● TASK ITEM
Nothing but the lines below between the line holding "UDP socket to." and the line holding "pub async fn bind(config: UdpRadioConfig)", inclusive, should appear in the answer, each set down exactly.

┌─ TASK MATERIAL

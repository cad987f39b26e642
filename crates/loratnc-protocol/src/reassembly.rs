//! Order-independent message reassembly.
//!
//! Fragments of one message may arrive reordered, duplicated, or not at
//! all. The reassembler tracks the current message with a bitmap of
//! received sequence numbers and emits the message exactly once, when
//! every fragment is present.
//!
//! Known correctness gap, preserved from the wire format: there is no
//! message-identity field beyond the total fragment count. Two unrelated
//! messages with the same count arriving back-to-back can interleave
//! fragments and corrupt both. A fragment declaring a *different* total
//! restarts tracking; a message that never completes is otherwise kept
//! indefinitely (no timeout).

use loratnc_core::constants::{MAX_MESSAGE_SIZE, MAX_PAYLOAD_SIZE};
use loratnc_core::packet::wire::FragmentHeader;

/// Bitmap of up to 256 received sequence numbers.
#[derive(Debug, Clone, Copy, Default)]
struct SequenceBitmap([u64; 4]);

impl SequenceBitmap {
    fn contains(&self, sequence: u8) -> bool {
        self.0[(sequence >> 6) as usize] & (1 << (sequence & 0x3F)) != 0
    }

    fn insert(&mut self, sequence: u8) {
        self.0[(sequence >> 6) as usize] |= 1 << (sequence & 0x3F);
    }

    fn clear(&mut self) {
        self.0 = [0; 4];
    }
}

/// Reassembly state for the single in-flight inbound message.
#[derive(Debug)]
pub struct Reassembler {
    /// Total count declared by the message currently being tracked.
    expected_total: Option<u8>,
    received_map: SequenceBitmap,
    received: u8,
    /// Payload length of the final fragment, once it has arrived. Needed to
    /// compute the message length regardless of arrival order.
    last_payload_len: u8,
    buffer: Vec<u8>,
}

impl Reassembler {
    /// Create a reassembler with the default message ceiling.
    pub fn new() -> Self {
        Self::with_capacity(MAX_MESSAGE_SIZE)
    }

    /// Create a reassembler accepting messages up to `max_message` bytes.
    pub fn with_capacity(max_message: usize) -> Self {
        Self {
            expected_total: None,
            received_map: SequenceBitmap::default(),
            received: 0,
            last_payload_len: 0,
            buffer: vec![0; max_message],
        }
    }

    /// Accept one inbound packet. Returns the completed message when this
    /// packet was the last missing fragment.
    ///
    /// Malformed packets and duplicates are ignored; a packet declaring a
    /// total different from the tracked one is treated as the start of a
    /// new message. Applying any single packet twice is idempotent.
    pub fn accept(&mut self, packet: &[u8]) -> Option<Vec<u8>> {
        let Ok((header, payload)) = FragmentHeader::parse(packet) else {
            return None;
        };

        // A differing total means this fragment belongs to a new message;
        // abandon whatever was in flight.
        if self.expected_total != Some(header.total) {
            self.restart(header.total);
        }

        if self.received_map.contains(header.sequence) {
            return None;
        }

        let offset = header.sequence as usize * MAX_PAYLOAD_SIZE;
        let end = offset + payload.len();
        if end > self.buffer.len() {
            // A fragment placed past the buffer: the claimed geometry can
            // never fit, so drop the whole attempt.
            self.reset();
            return None;
        }

        self.buffer[offset..end].copy_from_slice(payload);
        self.received_map.insert(header.sequence);
        self.received += 1;
        if header.sequence == header.total - 1 {
            self.last_payload_len = header.payload_len;
        }

        if self.received == header.total {
            let len =
                (header.total as usize - 1) * MAX_PAYLOAD_SIZE + self.last_payload_len as usize;
            let message = self.buffer[..len].to_vec();
            self.reset();
            Some(message)
        } else {
            None
        }
    }

    /// Total count of the message currently being tracked, if any.
    pub fn expected_total(&self) -> Option<u8> {
        self.expected_total
    }

    /// Number of distinct fragments received for the current message.
    pub fn received_count(&self) -> u8 {
        self.received
    }

    /// Begin tracking a message with the given total count.
    fn restart(&mut self, total: u8) {
        self.expected_total = Some(total);
        self.received_map.clear();
        self.received = 0;
        self.last_payload_len = 0;
    }

    /// Drop all tracking state.
    fn reset(&mut self) {
        self.expected_total = None;
        self.received_map.clear();
        self.received = 0;
        self.last_payload_len = 0;
    }
}

impl Default for Reassembler {
    fn default() -> Self {
        Self::new()
    }
}

#[cfg(test)]
mod tests {
    use super::*;
    use crate::fragment::fragment;

    #[test]
    fn truncated_header_is_ignored() {
        let mut r = Reassembler::new();
        assert_eq!(r.accept(&[0, 2]), None);
        assert_eq!(r.expected_total(), None);
    }

    #[test]
    fn invalid_sequence_is_ignored() {
        let mut r = Reassembler::new();
        // sequence == total
        assert_eq!(r.accept(&[2, 2, 1, 0xAA]), None);
        assert_eq!(r.received_count(), 0);
    }

    #[test]
    fn single_fragment_completes_immediately() {
        let mut r = Reassembler::new();
        let packets = fragment(b"hello").unwrap();
        assert_eq!(r.accept(&packets[0]), Some(b"hello".to_vec()));
        // State resets after completion.
        assert_eq!(r.expected_total(), None);
        assert_eq!(r.received_count(), 0);
    }

    #[test]
    fn duplicate_does_not_advance_count() {
        let mut r = Reassembler::new();
        let msg = vec![0x77; 130];
        let packets = fragment(&msg).unwrap();
        assert_eq!(packets.len(), 3);

        assert_eq!(r.accept(&packets[0]), None);
        assert_eq!(r.received_count(), 1);
        assert_eq!(r.accept(&packets[0]), None);
        assert_eq!(r.received_count(), 1);

        assert_eq!(r.accept(&packets[1]), None);
        assert_eq!(r.accept(&packets[2]), Some(msg));
    }

    #[test]
    fn differing_total_restarts_tracking() {
        let mut r = Reassembler::new();
        let long = fragment(&vec![0x01; 130]).unwrap(); // total = 3
        let short = fragment(&vec![0x02; 70]).unwrap(); // total = 2

        assert_eq!(r.accept(&long[0]), None);
        assert_eq!(r.accept(&long[1]), None);
        assert_eq!(r.received_count(), 2);

        // A total=2 fragment abandons the total=3 message.
        assert_eq!(r.accept(&short[1]), None);
        assert_eq!(r.expected_total(), Some(2));
        assert_eq!(r.received_count(), 1);

        assert_eq!(r.accept(&short[0]), Some(vec![0x02; 70]));
    }

    #[test]
    fn geometry_past_the_buffer_resets() {
        let mut r = Reassembler::new();
        // sequence 254 of 255 would land at offset 15240, far past the
        // 1024-byte buffer.
        let mut packet = vec![254, 255, 60];
        packet.extend_from_slice(&[0; 60]);
        assert_eq!(r.accept(&packet), None);
        assert_eq!(r.expected_total(), None);

        // Still works afterwards.
        let packets = fragment(b"ok").unwrap();
        assert_eq!(r.accept(&packets[0]), Some(b"ok".to_vec()));
    }

    #[test]
    fn last_fragment_first_still_sizes_correctly() {
        let mut r = Reassembler::new();
        let msg: Vec<u8> = (0..125u8).collect(); // 3 fragments, last is 5 bytes
        let packets = fragment(&msg).unwrap();

        assert_eq!(r.accept(&packets[2]), None);
        assert_eq!(r.accept(&packets[0]), None);
        assert_eq!(r.accept(&packets[1]), Some(msg));
    }
}
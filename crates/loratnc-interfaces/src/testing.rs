//! In-memory doubles for the [`Radio`] and [`HostPort`] traits, plus
//! conformance assertions any radio implementation should satisfy.
//!
//! The mocks keep everything deterministic: injected packets pass through
//! the same gate/mailbox path as real inbound packets, and every transmit
//! attempt is recorded whether it succeeds or not.

use std::collections::VecDeque;
use std::sync::atomic::{AtomicBool, Ordering};

use tokio::sync::{Mutex, Notify};

use crate::error::InterfaceError;
use crate::gate::ReceiveGate;
use crate::traits::{HostPort, Radio};

/// A scriptable in-memory [`Radio`].
pub struct MockRadio {
    name: String,
    gate: ReceiveGate,
    armed: AtomicBool,
    mailbox: Mutex<Option<Vec<u8>>>,
    transmitted: Mutex<Vec<Vec<u8>>>,
    transmit_results: Mutex<VecDeque<Result<(), InterfaceError>>>,
}

impl MockRadio {
    pub fn new(name: impl Into<String>) -> Self {
        Self {
            name: name.into(),
            gate: ReceiveGate::new(),
            armed: AtomicBool::new(false),
            mailbox: Mutex::new(None),
            transmitted: Mutex::new(Vec::new()),
            transmit_results: Mutex::new(VecDeque::new()),
        }
    }

    /// Deliver an inbound on-air packet, honoring the armed flag and the
    /// gate's drop-if-busy rule. Returns whether the packet was accepted.
    pub async fn inject_packet(&self, packet: &[u8]) -> bool {
        if !self.armed.load(Ordering::SeqCst) || self.gate.is_transmitting() {
            return false;
        }
        *self.mailbox.lock().await = Some(packet.to_vec());
        self.gate.notify_received()
    }

    /// Queue a result for an upcoming transmit; unqueued transmits succeed.
    pub async fn push_transmit_result(&self, result: Result<(), InterfaceError>) {
        self.transmit_results.lock().await.push_back(result);
    }

    /// Every packet handed to [`Radio::transmit`], including failed attempts.
    pub async fn transmitted(&self) -> Vec<Vec<u8>> {
        self.transmitted.lock().await.clone()
    }

    /// Whether the radio is currently armed for receive.
    pub fn is_receiving(&self) -> bool {
        self.armed.load(Ordering::SeqCst)
    }

    /// Whether a received packet is waiting in the mailbox (non-destructive,
    /// unlike [`Radio::read_packet`]).
    pub async fn has_packet(&self) -> bool {
        self.mailbox.lock().await.is_some()
    }
}

impl Radio for MockRadio {
    fn name(&self) -> &str {
        &self.name
    }

    fn gate(&self) -> &ReceiveGate {
        &self.gate
    }

    async fn transmit(&self, data: &[u8]) -> Result<(), InterfaceError> {
        if data.len() > self.mtu() {
            return Err(InterfaceError::PacketTooLarge {
                len: data.len(),
                max: self.mtu(),
            });
        }
        self.armed.store(false, Ordering::SeqCst);
        self.transmitted.lock().await.push(data.to_vec());
        match self.transmit_results.lock().await.pop_front() {
            Some(result) => result,
            None => Ok(()),
        }
    }

    async fn start_receive(&self) -> Result<(), InterfaceError> {
        self.armed.store(true, Ordering::SeqCst);
        Ok(())
    }

    async fn read_packet(&self) -> Result<Option<Vec<u8>>, InterfaceError> {
        Ok(self.mailbox.lock().await.take())
    }
}

/// A scriptable in-memory [`HostPort`].
pub struct MockHostPort {
    name: String,
    incoming_tx: Mutex<Option<tokio::sync::mpsc::Sender<Vec<u8>>>>,
    incoming_rx: Mutex<tokio::sync::mpsc::Receiver<Vec<u8>>>,
    written: Mutex<Vec<u8>>,
    written_notify: Notify,
}

impl MockHostPort {
    pub fn new(name: impl Into<String>) -> Self {
        let (tx, rx) = tokio::sync::mpsc::channel(64);
        Self {
            name: name.into(),
            incoming_tx: Mutex::new(Some(tx)),
            incoming_rx: Mutex::new(rx),
            written: Mutex::new(Vec::new()),
            written_notify: Notify::new(),
        }
    }

    /// Feed bytes that [`HostPort::read_bytes`] will hand to the bridge.
    pub async fn feed(&self, bytes: &[u8]) {
        let guard = self.incoming_tx.lock().await;
        if let Some(tx) = guard.as_ref() {
            let _ = tx.send(bytes.to_vec()).await;
        }
    }

    /// Close the host side; subsequent reads report `Stopped` once drained.
    pub async fn close(&self) {
        self.incoming_tx.lock().await.take();
    }

    /// Everything the bridge has written toward the host so far.
    pub async fn written(&self) -> Vec<u8> {
        self.written.lock().await.clone()
    }

    /// Wait until at least `min_len` bytes have been written to the host.
    pub async fn wait_for_written(&self, min_len: usize) -> Vec<u8> {
        loop {
            {
                let written = self.written.lock().await;
                if written.len() >= min_len {
                    return written.clone();
                }
            }
            self.written_notify.notified().await;
        }
    }
}

impl HostPort for MockHostPort {
    fn name(&self) -> &str {
        &self.name
    }

    async fn read_bytes(&self) -> Result<Vec<u8>, InterfaceError> {
        let mut rx = self.incoming_rx.lock().await;
        rx.recv().await.ok_or(InterfaceError::Stopped)
    }

    async fn write_bytes(&self, data: &[u8]) -> Result<(), InterfaceError> {
        self.written.lock().await.extend_from_slice(data);
        self.written_notify.notify_waiters();
        Ok(())
    }
}

// ---------------------------------------------------------------------------
// Conformance assertions
// ---------------------------------------------------------------------------

/// Assert the radio's MTU leaves room for a header and at least one payload
/// byte.
pub fn assert_mtu_sane(radio: &impl Radio) {
    assert!(
        radio.mtu() > loratnc_core::constants::FRAGMENT_HEADER_SIZE,
        "MTU must exceed the fragment header size"
    );
}

/// Assert that transmitting a packet larger than the MTU fails.
pub async fn assert_oversized_transmit_fails(radio: &impl Radio) {
    let oversized = vec![0u8; radio.mtu() + 1];
    assert!(
        matches!(
            radio.transmit(&oversized).await,
            Err(InterfaceError::PacketTooLarge { .. })
        ),
        "oversized transmit must be rejected"
    );
}

/// Assert that reading with no notification pending yields nothing.
pub async fn assert_spurious_read_is_empty(radio: &impl Radio) {
    let packet = radio
        .read_packet()
        .await
        .expect("spurious read should not error");
    assert!(packet.is_none(), "spurious read must yield no packet");
}
use std::path::PathBuf;

use clap::Parser;

use loratnc_interfaces::{TcpHostConfig, TcpHostPort, UdpRadio, UdpRadioConfig};
use loratnc_node::{Bridge, BridgeConfig, BridgeError};

#[derive(Parser)]
#[command(
    name = "loratnc",
    about = "Fragmenting KISS TNC bridging a host byte stream to a small-MTU packet radio"
)]
struct Cli {
    /// Path to configuration file
    #[arg(short, long, default_value = "loratnc.toml")]
    config: PathBuf,
}

#[tokio::main]
async fn main() {
    if let Err(e) = run().await {
        // The subscriber may not be up yet when setup fails.
        eprintln!("loratnc: {e}");
        std::process::exit(1);
    }
}

async fn run() -> Result<(), BridgeError> {
    let cli = Cli::parse();
    let config = BridgeConfig::load(&cli.config)?;

    if std::env::var("RUST_LOG_FORMAT").as_deref() == Ok("json") {
        loratnc_node::logging::init_json(&config.logging.level);
    } else {
        loratnc_node::logging::init(&config.logging.level);
    }

    let radio = UdpRadio::bind(UdpRadioConfig::new(
        "udp-radio",
        config.radio.bind,
        config.radio.peer,
    ))
    .await?;

    let host = TcpHostPort::accept(TcpHostConfig::new("tcp-host", config.host.listen)).await?;

    let mut bridge = Bridge::new(radio, host, config.bridge.max_message_size);
    let handle = bridge.shutdown_handle();

    tokio::spawn(async move {
        let _ = tokio::signal::ctrl_c().await;
        tracing::info!("received SIGINT, shutting down");
        handle.shutdown();
    });

    bridge.run().await;
    bridge.radio().stop().await;
    Ok(())
}
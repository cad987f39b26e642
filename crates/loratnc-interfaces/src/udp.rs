//! UDP loopback radio.
//!
//! Carries one on-air packet per datagram, which makes a pair of processes
//! on one machine behave like two radios in range of each other: datagrams
//! can be dropped and reordered, and nothing is retransmitted. Used for
//! bench testing the bridge without hardware.

use std::net::SocketAddr;
use std::sync::Arc;
use std::sync::atomic::{AtomicBool, Ordering};

use tokio::net::UdpSocket;
use tokio::sync::{Mutex, watch};
use tokio::task::JoinHandle;
use tracing::{debug, info, trace, warn};

use loratnc_core::constants::MAX_PACKET_SIZE;

use crate::error::InterfaceError;
use crate::gate::ReceiveGate;
use crate::traits::Radio;

/// Configuration for a [`UdpRadio`].
#[derive(Debug, Clone)]
pub struct UdpRadioConfig {
    /// Human-readable name for this radio.
    pub name: String,
    /// Local address to bind the UDP socket to.
    pub bind_addr: SocketAddr,
    /// Peer address outbound packets are sent to.
    pub peer_addr: SocketAddr,
}

impl UdpRadioConfig {
    pub fn new(name: impl Into<String>, bind_addr: SocketAddr, peer_addr: SocketAddr) -> Self {
        Self {
            name: name.into(),
            bind_addr,
            peer_addr,
        }
    }
}

/// A [`Radio`] backed by a UDP socket.
///
/// Inbound datagrams land in a one-slot mailbox guarded by the
/// [`ReceiveGate`]: a datagram arriving mid-transmit is dropped, and a
/// datagram arriving before the previous one was read replaces it (the
/// driver buffer holds one packet). The radio starts disarmed; call
/// [`start_receive`](Radio::start_receive) to begin accepting packets.
pub struct UdpRadio {
    config: UdpRadioConfig,
    socket: Arc<UdpSocket>,
    gate: Arc<ReceiveGate>,
    armed: Arc<AtomicBool>,
    mailbox: Arc<Mutex<Option<Vec<u8>>>>,
    stop_tx: watch::Sender<bool>,
    task_handle: Mutex<Option<JoinHandle<()>>>,
}

impl UdpRadio {
    /// Bind the socket and spawn the receive loop.
    pub async fn bind(config: UdpRadioConfig) -> Result<Self, InterfaceError> {
        let socket = Arc::new(UdpSocket::bind(config.bind_addr).await?);
        info!(
            "{}: bound to {}",
            config.name,
            socket.local_addr().unwrap_or(config.bind_addr)
        );

        let gate = Arc::new(ReceiveGate::new());
        let armed = Arc::new(AtomicBool::new(false));
        let mailbox = Arc::new(Mutex::new(None));
        let (stop_tx, stop_rx) = watch::channel(false);

        let handle = tokio::spawn(Self::read_loop(
            Arc::clone(&socket),
            Arc::clone(&gate),
            Arc::clone(&armed),
            Arc::clone(&mailbox),
            stop_rx,
            config.name.clone(),
        ));

        Ok(Self {
            config,
            socket,
            gate,
            armed,
            mailbox,
            stop_tx,
            task_handle: Mutex::new(Some(handle)),
        })
    }

    /// The locally bound address.
    pub fn local_addr(&self) -> Result<SocketAddr, InterfaceError> {
        Ok(self.socket.local_addr()?)
    }

    /// Stop the receive loop.
    pub async fn stop(&self) {
        let _ = self.stop_tx.send(true);
        if let Some(handle) = self.task_handle.lock().await.take() {
            let _ = handle.await;
        }
    }

    async fn read_loop(
        socket: Arc<UdpSocket>,
        gate: Arc<ReceiveGate>,
        armed: Arc<AtomicBool>,
        mailbox: Arc<Mutex<Option<Vec<u8>>>>,
        mut stop_rx: watch::Receiver<bool>,
        name: String,
    ) {
        let mut buf = vec![0u8; MAX_PACKET_SIZE + 1];

        loop {
            tokio::select! {
                result = socket.recv_from(&mut buf) => {
                    match result {
                        Ok((n, src)) => {
                            if !armed.load(Ordering::SeqCst) {
                                trace!("{}: dropping {} bytes from {} (not armed)", name, n, src);
                                continue;
                            }
                            if gate.is_transmitting() {
                                trace!("{}: dropping {} bytes from {} (mid-transmit)", name, n, src);
                                continue;
                            }
                            debug!("{}: received {} bytes from {}", name, n, src);
                            *mailbox.lock().await = Some(buf[..n.min(MAX_PACKET_SIZE)].to_vec());
                            gate.notify_received();
                        }
                        Err(e) => {
                            warn!("{}: recv error: {}", name, e);
                            if *stop_rx.borrow() {
                                break;
                            }
                        }
                    }
                }
                _ = stop_rx.changed() => {
                    break;
                }
            }
        }
    }
}

impl Radio for UdpRadio {
    fn name(&self) -> &str {
        &self.config.name
    }

    fn gate(&self) -> &ReceiveGate {
        &self.gate
    }

    async fn transmit(&self, data: &[u8]) -> Result<(), InterfaceError> {
        if data.len() > self.mtu() {
            return Err(InterfaceError::PacketTooLarge {
                len: data.len(),
                max: self.mtu(),
            });
        }

        // Transmitting takes the transceiver out of receive mode.
        self.armed.store(false, Ordering::SeqCst);

        let sent = self.socket.send_to(data, self.config.peer_addr).await?;
        if sent != data.len() {
            return Err(InterfaceError::TransmitFailed(format!(
                "sent {} of {} bytes",
                sent,
                data.len()
            )));
        }
        Ok(())
    }

    async fn start_receive(&self) -> Result<(), InterfaceError> {
        self.armed.store(true, Ordering::SeqCst);
        Ok(())
    }

    async fn read_packet(&self) -> Result<Option<Vec<u8>>, InterfaceError> {
        Ok(self.mailbox.lock().await.take())
    }
}

#[cfg(test)]
mod tests {
    use super::*;
    use std::time::Duration;

    /// One-directional pair: `a` transmits toward `b`.
    async fn bound_pair() -> (UdpRadio, UdpRadio) {
        let b = UdpRadio::bind(UdpRadioConfig::new(
            "radio-b",
            "127.0.0.1:0".parse().unwrap(),
            // b never transmits in these tests; the peer is a placeholder.
            "127.0.0.1:9".parse().unwrap(),
        ))
        .await
        .unwrap();
        let a = UdpRadio::bind(UdpRadioConfig::new(
            "radio-a",
            "127.0.0.1:0".parse().unwrap(),
            b.local_addr().unwrap(),
        ))
        .await
        .unwrap();
        (a, b)
    }

    #[tokio::test]
    async fn packet_roundtrip() {
        let (a, b) = bound_pair().await;
        b.start_receive().await.unwrap();

        a.transmit(&[0x01, 0x02, 0x03]).await.unwrap();

        tokio::time::timeout(Duration::from_secs(2), b.gate().wait())
            .await
            .expect("no receive notification");
        let packet = b.read_packet().await.unwrap();
        assert_eq!(packet, Some(vec![0x01, 0x02, 0x03]));

        a.stop().await;
        b.stop().await;
    }

    #[tokio::test]
    async fn oversized_packet_is_rejected() {
        let (a, b) = bound_pair().await;
        let result = a.transmit(&[0u8; MAX_PACKET_SIZE + 1]).await;
        assert!(matches!(
            result,
            Err(InterfaceError::PacketTooLarge { len: 64, max: 63 })
        ));
        a.stop().await;
        b.stop().await;
    }

    #[tokio::test]
    async fn unarmed_radio_drops_packets() {
        let (a, b) = bound_pair().await;
        // b never calls start_receive.
        a.transmit(&[0xAA; 10]).await.unwrap();

        tokio::time::sleep(Duration::from_millis(100)).await;
        assert!(!b.gate().take());
        assert_eq!(b.read_packet().await.unwrap(), None);

        a.stop().await;
        b.stop().await;
    }

    #[tokio::test]
    async fn newest_packet_replaces_unread_one() {
        let (a, b) = bound_pair().await;
        b.start_receive().await.unwrap();

        a.transmit(&[0x01; 4]).await.unwrap();
        tokio::time::timeout(Duration::from_secs(2), b.gate().wait())
            .await
            .expect("no notification");
        // Consume the first notification so the next wait blocks until the
        // second packet has actually landed.
        assert!(b.gate().take());

        a.transmit(&[0x02; 4]).await.unwrap();
        tokio::time::timeout(Duration::from_secs(2), b.gate().wait())
            .await
            .expect("no second notification");

        // Only the newest packet is readable.
        assert_eq!(b.read_packet().await.unwrap(), Some(vec![0x02; 4]));
        assert_eq!(b.read_packet().await.unwrap(), None);

        a.stop().await;
        b.stop().await;
    }
}
//! KISS byte-stuffing, encode direction.
//!
//! Frame format on the host stream: FEND + CMD_DATA(0x00) + escaped(data) + FEND.
//! The decode direction is handled byte-at-a-time by
//! [`KissDecoder`](crate::framing::decoder::KissDecoder).

extern crate alloc;
use alloc::vec::Vec;

/// Frame delimiter. Both terminates a frame and may open the next one.
pub const FEND: u8 = 0xC0;
/// Escape marker for FEND/FESC occurring inside payload data.
pub const FESC: u8 = 0xDB;
/// Transposed FEND, sent as FESC + TFEND.
pub const TFEND: u8 = 0xDC;
/// Transposed FESC, sent as FESC + TFESC.
pub const TFESC: u8 = 0xDD;
/// Command byte that must immediately follow an opening FEND for the frame
/// to be recognized as a data frame.
pub const CMD_DATA: u8 = 0x00;

/// Escape reserved marker bytes using KISS byte-stuffing.
///
/// FEND becomes FESC + TFEND, FESC becomes FESC + TFESC; everything else
/// passes through unchanged.
pub fn escape(data: &[u8]) -> Vec<u8> {
    let mut out = Vec::with_capacity(data.len());
    for &byte in data {
        match byte {
            FEND => {
                out.push(FESC);
                out.push(TFEND);
            }
            FESC => {
                out.push(FESC);
                out.push(TFESC);
            }
            _ => out.push(byte),
        }
    }
    out
}

/// Wrap a message in a complete KISS data frame.
///
/// Output is bounded by `2 * data.len() + 3` bytes and never fails.
pub fn frame(data: &[u8]) -> Vec<u8> {
    let escaped = escape(data);
    let mut framed = Vec::with_capacity(escaped.len() + 3);
    framed.push(FEND);
    framed.push(CMD_DATA);
    framed.extend_from_slice(&escaped);
    framed.push(FEND);
    framed
}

└─

● WRITTEN REPLY
    /// Local address to bind the UDP socket to.
    pub bind_addr: SocketAddr,
    /// Peer address outbound packets are sent to.
    pub peer_addr: SocketAddr,
}

impl UdpRadioConfig {
    pub fn new(name: impl Into<String>, bind_addr: SocketAddr, peer_addr: SocketAddr) -> Self {
        Self {
            name: name.into(),
            bind_addr,
            peer_addr,
        }
    }
}

/// A [`Radio`] backed by a UDP socket.
///
/// Inbound datagrams land in a one-slot mailbox guarded by the
/// [`ReceiveGate`]: a datagram arriving mid-transmit is dropped, and a
/// datagram arriving before the previous one was read replaces it (the
/// driver buffer holds one packet). The radio starts disarmed; call
/// [`start_receive`](Radio::start_receive) to begin accepting packets.
pub struct UdpRadio {
    config: UdpRadioConfig,
    socket: Arc<UdpSocket>,
    gate: Arc<ReceiveGate>,
    armed: Arc<AtomicBool>,
    mailbox: Arc<Mutex<Option<Vec<u8>>>>,
    stop_tx: watch::Sender<bool>,
    task_handle: Mutex<Option<JoinHandle<()>>>,
}

impl UdpRadio {
    /// Bind the socket and spawn the receive loop.
    pub async fn bind(config: UdpRadioConfig) -> Result<Self, InterfaceError> {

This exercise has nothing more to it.